— Exercise inputs —
--- START ---
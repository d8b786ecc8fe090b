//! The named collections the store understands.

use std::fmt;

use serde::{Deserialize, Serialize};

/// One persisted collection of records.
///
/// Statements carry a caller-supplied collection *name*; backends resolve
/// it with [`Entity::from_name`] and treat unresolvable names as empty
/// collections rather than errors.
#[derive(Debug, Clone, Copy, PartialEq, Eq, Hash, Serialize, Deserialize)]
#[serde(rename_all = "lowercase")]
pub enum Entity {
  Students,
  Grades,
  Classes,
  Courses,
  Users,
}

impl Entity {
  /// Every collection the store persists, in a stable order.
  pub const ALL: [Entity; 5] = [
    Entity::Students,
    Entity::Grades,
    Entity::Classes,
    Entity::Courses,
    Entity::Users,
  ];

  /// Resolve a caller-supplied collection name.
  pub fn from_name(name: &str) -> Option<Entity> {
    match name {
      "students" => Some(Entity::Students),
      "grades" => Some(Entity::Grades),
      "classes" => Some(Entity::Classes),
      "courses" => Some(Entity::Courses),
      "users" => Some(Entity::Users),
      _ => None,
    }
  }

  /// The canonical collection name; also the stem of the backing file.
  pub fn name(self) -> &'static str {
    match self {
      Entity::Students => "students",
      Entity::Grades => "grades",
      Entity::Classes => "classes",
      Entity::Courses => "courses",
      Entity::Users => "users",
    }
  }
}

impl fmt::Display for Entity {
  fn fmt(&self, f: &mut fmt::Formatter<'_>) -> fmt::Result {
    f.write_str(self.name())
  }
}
--- END ---
--- START ---
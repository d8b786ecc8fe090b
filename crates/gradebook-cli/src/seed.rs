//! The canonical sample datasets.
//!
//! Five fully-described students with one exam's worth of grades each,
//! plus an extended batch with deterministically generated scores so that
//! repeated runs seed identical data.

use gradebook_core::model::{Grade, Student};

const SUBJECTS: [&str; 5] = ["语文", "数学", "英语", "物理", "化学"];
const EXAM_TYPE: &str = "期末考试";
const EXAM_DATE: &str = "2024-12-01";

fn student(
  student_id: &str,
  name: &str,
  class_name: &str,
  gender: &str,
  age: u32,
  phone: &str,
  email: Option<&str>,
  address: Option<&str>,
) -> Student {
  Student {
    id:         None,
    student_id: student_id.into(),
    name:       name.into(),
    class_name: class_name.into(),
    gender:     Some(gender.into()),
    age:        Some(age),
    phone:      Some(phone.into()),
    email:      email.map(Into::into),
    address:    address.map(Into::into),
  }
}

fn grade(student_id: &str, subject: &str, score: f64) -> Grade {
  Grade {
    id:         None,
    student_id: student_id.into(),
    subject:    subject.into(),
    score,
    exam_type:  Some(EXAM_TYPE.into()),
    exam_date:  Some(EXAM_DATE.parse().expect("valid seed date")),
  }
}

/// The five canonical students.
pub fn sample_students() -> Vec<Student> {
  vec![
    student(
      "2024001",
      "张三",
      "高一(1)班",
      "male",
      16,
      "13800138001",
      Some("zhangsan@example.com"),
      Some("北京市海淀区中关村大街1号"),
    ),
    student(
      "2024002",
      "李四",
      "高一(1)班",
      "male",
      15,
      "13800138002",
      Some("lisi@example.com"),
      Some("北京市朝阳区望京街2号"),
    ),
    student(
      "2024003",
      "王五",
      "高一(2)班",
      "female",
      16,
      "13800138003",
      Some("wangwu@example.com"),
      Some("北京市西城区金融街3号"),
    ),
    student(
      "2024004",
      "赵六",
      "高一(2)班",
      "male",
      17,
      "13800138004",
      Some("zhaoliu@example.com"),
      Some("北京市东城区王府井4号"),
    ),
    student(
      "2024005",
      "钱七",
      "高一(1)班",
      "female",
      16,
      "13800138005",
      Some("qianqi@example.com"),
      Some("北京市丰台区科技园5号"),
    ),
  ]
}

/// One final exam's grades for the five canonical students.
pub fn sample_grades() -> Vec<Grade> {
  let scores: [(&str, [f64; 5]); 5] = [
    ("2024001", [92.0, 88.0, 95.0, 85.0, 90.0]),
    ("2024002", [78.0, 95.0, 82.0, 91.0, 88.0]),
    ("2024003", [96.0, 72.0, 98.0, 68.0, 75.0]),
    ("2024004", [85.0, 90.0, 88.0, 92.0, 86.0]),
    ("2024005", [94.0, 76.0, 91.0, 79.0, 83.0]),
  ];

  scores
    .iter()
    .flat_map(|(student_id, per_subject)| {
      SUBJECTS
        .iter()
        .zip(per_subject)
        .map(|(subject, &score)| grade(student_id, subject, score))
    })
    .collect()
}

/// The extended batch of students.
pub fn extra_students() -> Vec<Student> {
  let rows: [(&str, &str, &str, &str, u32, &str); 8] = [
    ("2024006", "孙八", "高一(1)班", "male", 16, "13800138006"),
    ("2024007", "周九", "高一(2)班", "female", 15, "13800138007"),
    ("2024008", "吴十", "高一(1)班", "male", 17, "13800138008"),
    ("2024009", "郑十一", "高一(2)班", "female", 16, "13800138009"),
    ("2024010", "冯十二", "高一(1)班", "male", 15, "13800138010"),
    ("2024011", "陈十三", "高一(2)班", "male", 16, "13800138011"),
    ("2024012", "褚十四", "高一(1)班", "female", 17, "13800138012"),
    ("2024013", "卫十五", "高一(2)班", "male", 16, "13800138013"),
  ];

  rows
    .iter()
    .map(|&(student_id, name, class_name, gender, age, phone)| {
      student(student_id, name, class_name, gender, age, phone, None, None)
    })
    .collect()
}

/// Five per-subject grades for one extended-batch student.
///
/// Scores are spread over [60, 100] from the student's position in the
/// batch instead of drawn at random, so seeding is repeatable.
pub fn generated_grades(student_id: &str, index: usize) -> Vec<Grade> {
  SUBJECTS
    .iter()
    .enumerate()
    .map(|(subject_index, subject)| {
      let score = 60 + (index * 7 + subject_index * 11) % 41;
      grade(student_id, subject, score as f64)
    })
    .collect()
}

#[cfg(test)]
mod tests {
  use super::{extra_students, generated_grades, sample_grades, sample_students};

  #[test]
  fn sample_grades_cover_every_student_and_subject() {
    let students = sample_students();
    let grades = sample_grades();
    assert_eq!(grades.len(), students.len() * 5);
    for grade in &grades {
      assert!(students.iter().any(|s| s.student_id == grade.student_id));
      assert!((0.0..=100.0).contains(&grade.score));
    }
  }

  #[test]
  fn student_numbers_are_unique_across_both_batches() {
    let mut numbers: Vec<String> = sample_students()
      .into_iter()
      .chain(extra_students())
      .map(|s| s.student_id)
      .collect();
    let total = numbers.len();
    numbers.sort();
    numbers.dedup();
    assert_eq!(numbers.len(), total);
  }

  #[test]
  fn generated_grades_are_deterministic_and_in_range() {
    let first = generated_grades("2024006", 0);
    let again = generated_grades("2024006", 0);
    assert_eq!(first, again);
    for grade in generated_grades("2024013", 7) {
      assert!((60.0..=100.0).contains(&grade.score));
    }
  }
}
--- END ---
— Exercise aim —
Sift the material for lines that include the word "self", and copy each one.

— Reply —
  pub fn name(self) -> &'static str {
    match self {
  fn fmt(&self, f: &mut fmt::Formatter<'_>) -> fmt::Result {
    f.write_str(self.name())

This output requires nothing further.